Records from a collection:
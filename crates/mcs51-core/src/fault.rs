use thiserror::Error;

/// Errors surfaced to the host from [`crate::Mcs51::step`].
///
/// Both conditions are fatal to the simulation: the engine latches the
/// halted run state and keeps returning the same fault from later steps.
/// The host decides whether to log, reset, or stop its loop; the core
/// never terminates the hosting process.
#[derive(Debug, Clone, Copy, PartialEq, Eq, Hash, Error)]
#[cfg_attr(feature = "serde", derive(serde::Deserialize, serde::Serialize))]
pub enum Fault {
    /// Decode encountered an opcode byte with no registered handler.
    ///
    /// This is a simulation-fidelity gap, not a runtime fault of the
    /// simulated program.
    #[error("unimplemented opcode 0x{opcode:02X} at 0x{pc:04X}")]
    UnimplementedOpcode {
        /// The opcode byte that failed to decode.
        opcode: u8,
        /// Program-counter value the byte was fetched from.
        pc: u16,
    },
    /// A claimed-valid data address resolved to unallocated internal RAM.
    ///
    /// Correct decode logic cannot produce this against an initialized
    /// core; it fires only when stepping before [`crate::Mcs51::initialize`]
    /// or after [`crate::Mcs51::shutdown`].
    #[error("internal RAM access at 0x{addr:04X} outside allocated range")]
    AddressOutOfRange {
        /// Unified data-space address of the failed access.
        addr: u16,
    },
}

#[cfg(test)]
mod tests {
    use super::Fault;

    #[test]
    fn fault_messages_carry_addresses() {
        let fault = Fault::UnimplementedOpcode {
            opcode: 0xA5,
            pc: 0x0123,
        };
        assert_eq!(fault.to_string(), "unimplemented opcode 0xA5 at 0x0123");

        let fault = Fault::AddressOutOfRange { addr: 0x20 };
        assert_eq!(
            fault.to_string(),
            "internal RAM access at 0x0020 outside allocated range"
        );
    }
}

Task directions:
Line by line, restate the data exactly.

Answer space:
filename crates/mcs51-core/src/fault.rs
use thiserror::Error;

/// Errors surfaced to the host from [`crate::Mcs51::step`].
///
/// Both conditions are fatal to the simulation: the engine latches the
/// halted run state and keeps returning the same fault from later steps.
/// The host decides whether to log, reset, or stop its loop; the core
/// never terminates the hosting process.
#[derive(Debug, Clone, Copy, PartialEq, Eq, Hash, Error)]
#[cfg_attr(feature = "serde", derive(serde::Deserialize, serde::Serialize))]
pub enum Fault {
    /// Decode encountered an opcode byte with no registered handler.
    ///
    /// This is a simulation-fidelity gap, not a runtime fault of the
    /// simulated program.
    #[error("unimplemented opcode 0x{opcode:02X} at 0x{pc:04X}")]
    UnimplementedOpcode {
        /// The opcode byte that failed to decode.
        opcode: u8,
        /// Program-counter value the byte was fetched from.
        pc: u16,
    },
    /// A claimed-valid data address resolved to unallocated internal RAM.
    ///
    /// Correct decode logic cannot produce this against an initialized
    /// core; it fires only when stepping before [`crate::Mcs51::initialize`]
    /// or after [`crate::Mcs51::shutdown`].
    #[error("internal RAM access at 0x{addr:04X} outside allocated range")]
    AddressOutOfRange {
        /// Unified data-space address of the failed access.
        addr: u16,
    },
}

#[cfg(test)]
mod tests {
    use super::Fault;

    #[test]
    fn fault_messages_carry_addresses() {
        let fault = Fault::UnimplementedOpcode {
            opcode: 0xA5,
            pc: 0x0123,
        };
        assert_eq!(fault.to_string(), "unimplemented opcode 0xA5 at 0x0123");

        let fault = Fault::AddressOutOfRange { addr: 0x20 };
        assert_eq!(
            fault.to_string(),
            "internal RAM access at 0x0020 outside allocated range"
        );
    }
}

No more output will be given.